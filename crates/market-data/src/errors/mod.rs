//! Error types and retry classification for the market data crate.
//!
//! This module provides:
//! - [`AnycoinError`]: The error enum for all quote, cache and conversion operations
//! - [`RetryClass`]: Classification for determining fallback behavior

mod retry;

pub use retry::RetryClass;

use thiserror::Error;

/// Errors that can occur while fetching, caching or converting quotes.
///
/// Errors are `Clone` because a single in-flight computation hands its
/// outcome to every caller waiting on the same cache key.
///
/// Each variant is classified into a [`RetryClass`] via the
/// [`retry_class`](Self::retry_class) method, which the provider registry
/// uses to decide between falling back and aborting.
#[derive(Error, Debug, Clone, PartialEq, Eq)]
pub enum AnycoinError {
    /// The registry was constructed without any provider.
    #[error("At least one quote provider is required")]
    NoProviders,

    /// A configuration value could not be parsed.
    #[error("Invalid configuration: {0}")]
    Config(String),

    /// A quote request named no coins or no quote currencies.
    #[error("A quote request needs at least one coin and one quote currency")]
    EmptyRequest,

    /// The provider could not retrieve quotes (network failure, non-success
    /// status, malformed response).
    #[error("Error retrieving coin quotes from {provider}: {message}")]
    GetCoinQuotes {
        /// The provider that failed
        provider: String,
        /// What went wrong
        message: String,
    },

    /// The provider has no id for this coin symbol.
    #[error("Coin {symbol} not supported by {provider}")]
    CoinNotSupported { provider: String, symbol: String },

    /// The provider returned a coin id that maps to no known symbol.
    #[error("Coin with id {id} not supported by {provider}")]
    CoinIdNotSupported { provider: String, id: String },

    /// The provider has no id for this quote currency.
    #[error("Quote {symbol} not supported by {provider}")]
    QuoteNotSupported { provider: String, symbol: String },

    /// The provider returned a quote id that maps to no known symbol.
    #[error("Quote with id {id} not supported by {provider}")]
    QuoteIdNotSupported { provider: String, id: String },

    /// A requested coin/quote pair is absent from a quote set.
    #[error("Missing quote for {coin} in {quote}")]
    MissingQuote { coin: String, quote: String },

    /// A quote set holds a coin or quote currency that was not requested.
    #[error("Quote set contains unrequested symbol {symbol}")]
    UnrequestedSymbol { symbol: String },

    /// Every provider was tried and every one failed with a retrieval error.
    #[error("Unable to get quote through any service ({attempts})")]
    AllProvidersFailed {
        /// Per-provider attempt summary
        attempts: String,
    },

    /// The pair of conversion sides is not a supported combination.
    #[error("Invalid conversion from {from} to {to}")]
    InvalidConversion { from: String, to: String },

    /// A string did not name any known coin or quote currency.
    #[error("Unknown symbol: {0}")]
    UnknownSymbol(String),

    /// Decimal arithmetic failed (division by a zero rate, overflow).
    #[error("Arithmetic error: {0}")]
    Arithmetic(String),

    /// The cache coordinator could not deliver a result.
    #[error("Cache error: {0}")]
    Cache(String),
}

impl AnycoinError {
    /// Returns the retry classification for this error.
    ///
    /// Only retrieval-class failures are retried by falling back to the next
    /// provider:
    ///
    /// - [`RetryClass::NextProvider`]: retrieval errors, unsupported symbols,
    ///   incomplete or over-full provider payloads
    /// - [`RetryClass::Never`]: everything else
    ///
    /// # Examples
    ///
    /// ```
    /// use anycoin_market_data::errors::{AnycoinError, RetryClass};
    ///
    /// let error = AnycoinError::GetCoinQuotes {
    ///     provider: "COINGECKO".to_string(),
    ///     message: "HTTP 503".to_string(),
    /// };
    /// assert_eq!(error.retry_class(), RetryClass::NextProvider);
    ///
    /// let error = AnycoinError::NoProviders;
    /// assert_eq!(error.retry_class(), RetryClass::Never);
    /// ```
    pub fn retry_class(&self) -> RetryClass {
        match self {
            Self::GetCoinQuotes { .. }
            | Self::CoinNotSupported { .. }
            | Self::CoinIdNotSupported { .. }
            | Self::QuoteNotSupported { .. }
            | Self::QuoteIdNotSupported { .. }
            | Self::MissingQuote { .. }
            | Self::UnrequestedSymbol { .. } => RetryClass::NextProvider,

            Self::NoProviders
            | Self::Config(_)
            | Self::EmptyRequest
            | Self::AllProvidersFailed { .. }
            | Self::InvalidConversion { .. }
            | Self::UnknownSymbol(_)
            | Self::Arithmetic(_)
            | Self::Cache(_) => RetryClass::Never,
        }
    }

    /// Builds a retrieval error for `provider`.
    pub fn retrieval(provider: &str, message: impl Into<String>) -> Self {
        Self::GetCoinQuotes {
            provider: provider.to_string(),
            message: message.into(),
        }
    }

    /// Whether this error is one of the provider "not supported" variants.
    pub fn is_not_supported(&self) -> bool {
        matches!(
            self,
            Self::CoinNotSupported { .. }
                | Self::CoinIdNotSupported { .. }
                | Self::QuoteNotSupported { .. }
                | Self::QuoteIdNotSupported { .. }
        )
    }
}

/// Result alias used throughout the crate.
pub type Result<T> = std::result::Result<T, AnycoinError>;
//! Backing stores for the quote cache.
//!
//! Values are stored serialized so any key/value backend can sit behind
//! [`CacheStore`]. [`MemoryCacheStore`] is the in-process implementation.

use std::time::{Duration, Instant};

use async_trait::async_trait;
use moka::future::Cache;
use moka::Expiry;

/// Default maximum number of entries kept by [`MemoryCacheStore`].
pub const DEFAULT_MAX_CAPACITY: u64 = 10_000;

/// Key/value backend with per-entry time-to-live.
#[async_trait]
pub trait CacheStore: Send + Sync {
    /// Serialized value for `key`, if present and not expired.
    async fn get(&self, key: &str) -> Option<String>;

    /// Store `value` under `key`. `ttl: None` keeps the entry until evicted.
    async fn set(&self, key: &str, value: String, ttl: Option<Duration>);

    async fn delete(&self, key: &str);

    async fn clear(&self);
}

#[derive(Clone, Debug)]
struct StoredValue {
    payload: String,
    ttl: Option<Duration>,
}

/// Expiry policy reading the TTL carried by each entry.
struct PerEntryTtl;

impl Expiry<String, StoredValue> for PerEntryTtl {
    fn expire_after_create(
        &self,
        _key: &String,
        value: &StoredValue,
        _created_at: Instant,
    ) -> Option<Duration> {
        value.ttl
    }

    fn expire_after_update(
        &self,
        _key: &String,
        value: &StoredValue,
        _updated_at: Instant,
        _duration_until_expiry: Option<Duration>,
    ) -> Option<Duration> {
        value.ttl
    }
}

/// In-memory cache store backed by moka, with per-entry TTL
pub struct MemoryCacheStore {
    entries: Cache<String, StoredValue>,
}

impl MemoryCacheStore {
    /// Create a store with the default capacity
    pub fn new() -> Self {
        Self::with_capacity(DEFAULT_MAX_CAPACITY)
    }

    pub fn with_capacity(max_capacity: u64) -> Self {
        Self {
            entries: Cache::builder()
                .max_capacity(max_capacity)
                .expire_after(PerEntryTtl)
                .build(),
        }
    }

    /// Approximate number of live entries.
    pub async fn entry_count(&self) -> u64 {
        self.entries.run_pending_tasks().await;
        self.entries.entry_count()
    }
}

impl Default for MemoryCacheStore {
    fn default() -> Self {
        Self::new()
    }
}

#[async_trait]
impl CacheStore for MemoryCacheStore {
    async fn get(&self, key: &str) -> Option<String> {
        self.entries.get(key).await.map(|value| value.payload)
    }

    async fn set(&self, key: &str, value: String, ttl: Option<Duration>) {
        self.entries
            .insert(
                key.to_string(),
                StoredValue {
                    payload: value,
                    ttl,
                },
            )
            .await;
    }

    async fn delete(&self, key: &str) {
        self.entries.invalidate(key).await;
    }

    async fn clear(&self) {
        self.entries.invalidate_all();
    }
}

#[cfg(test)]
mod tests {
    use super::*;

    #[tokio::test]
    async fn test_set_get() {
        let store = MemoryCacheStore::new();
        store.set("k", "v".to_string(), None).await;
        assert_eq!(store.get("k").await.as_deref(), Some("v"));
        assert_eq!(store.entry_count().await, 1);
    }

    #[tokio::test]
    async fn test_miss() {
        let store = MemoryCacheStore::new();
        assert!(store.get("missing").await.is_none());
    }

    #[tokio::test]
    async fn test_delete_and_clear() {
        let store = MemoryCacheStore::new();
        store.set("a", "1".to_string(), None).await;
        store.set("b", "2".to_string(), None).await;

        store.delete("a").await;
        assert!(store.get("a").await.is_none());
        assert!(store.get("b").await.is_some());

        store.clear().await;
        assert!(store.get("b").await.is_none());
    }

    #[tokio::test]
    async fn test_entry_expires_after_ttl() {
        let store = MemoryCacheStore::new();
        store
            .set("short", "v".to_string(), Some(Duration::from_millis(50)))
            .await;
        store.set("forever", "v".to_string(), None).await;

        tokio::time::sleep(Duration::from_millis(150)).await;

        assert!(store.get("short").await.is_none());
        assert!(store.get("forever").await.is_some());
    }

    #[tokio::test]
    async fn test_overwrite_resets_ttl() {
        let store = MemoryCacheStore::new();
        store
            .set("k", "old".to_string(), Some(Duration::from_millis(50)))
            .await;
        store.set("k", "new".to_string(), None).await;

        tokio::time::sleep(Duration::from_millis(150)).await;

        assert_eq!(store.get("k").await.as_deref(), Some("new"));
    }
}
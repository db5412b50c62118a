//! Quote caching.
//!
//! - `key` - Deterministic cache keys for quote requests
//! - `store` - Pluggable serialized key/value backends ([`CacheStore`], [`MemoryCacheStore`])
//! - `single_flight` - The [`QuoteCache`] coordinator deduplicating concurrent fetches

mod key;
mod single_flight;
mod store;

pub use key::cache_key_for_coin_quotes;
pub use single_flight::QuoteCache;
pub use store::{CacheStore, MemoryCacheStore, DEFAULT_MAX_CAPACITY};
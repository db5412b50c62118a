/// Classification for fallback policy.
///
/// Used by the provider registry to decide whether a failed provider call
/// should hand the request to the next provider in the chain.
///
/// # Behavior Summary
///
/// | Class | Try Next Provider? |
/// |-------|-------------------|
/// | `Never` | No, the error is returned to the caller |
/// | `NextProvider` | Yes |
#[derive(Clone, Copy, Debug, Eq, PartialEq)]
pub enum RetryClass {
    /// Never retry - configuration problems, bad input, or terminal failure.
    /// Asking another provider would not change the outcome.
    Never,

    /// Try the next provider.
    ///
    /// Used when this provider could not produce the quotes (network failure,
    /// non-success response, unsupported symbol, incomplete payload) but
    /// another provider might succeed. The same provider is never asked twice.
    NextProvider,
}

● ● ● ● ●

## [EXERCISE DIRECTIONS]
Your reply should be the lines from the one that contains "Next Provider? |" through the end of the listing above, repeated exactly.

## [EXPECTED ANSWER]
/// | Class | Try Next Provider? |
/// |-------|-------------------|
/// | `Never` | No, the error is returned to the caller |
/// | `NextProvider` | Yes |
#[derive(Clone, Copy, Debug, Eq, PartialEq)]
pub enum RetryClass {
    /// Never retry - configuration problems, bad input, or terminal failure.
    /// Asking another provider would not change the outcome.
    Never,

    /// Try the next provider.
    ///
    /// Used when this provider could not produce the quotes (network failure,
    /// non-success response, unsupported symbol, incomplete payload) but
    /// another provider might succeed. The same provider is never asked twice.
    NextProvider,
}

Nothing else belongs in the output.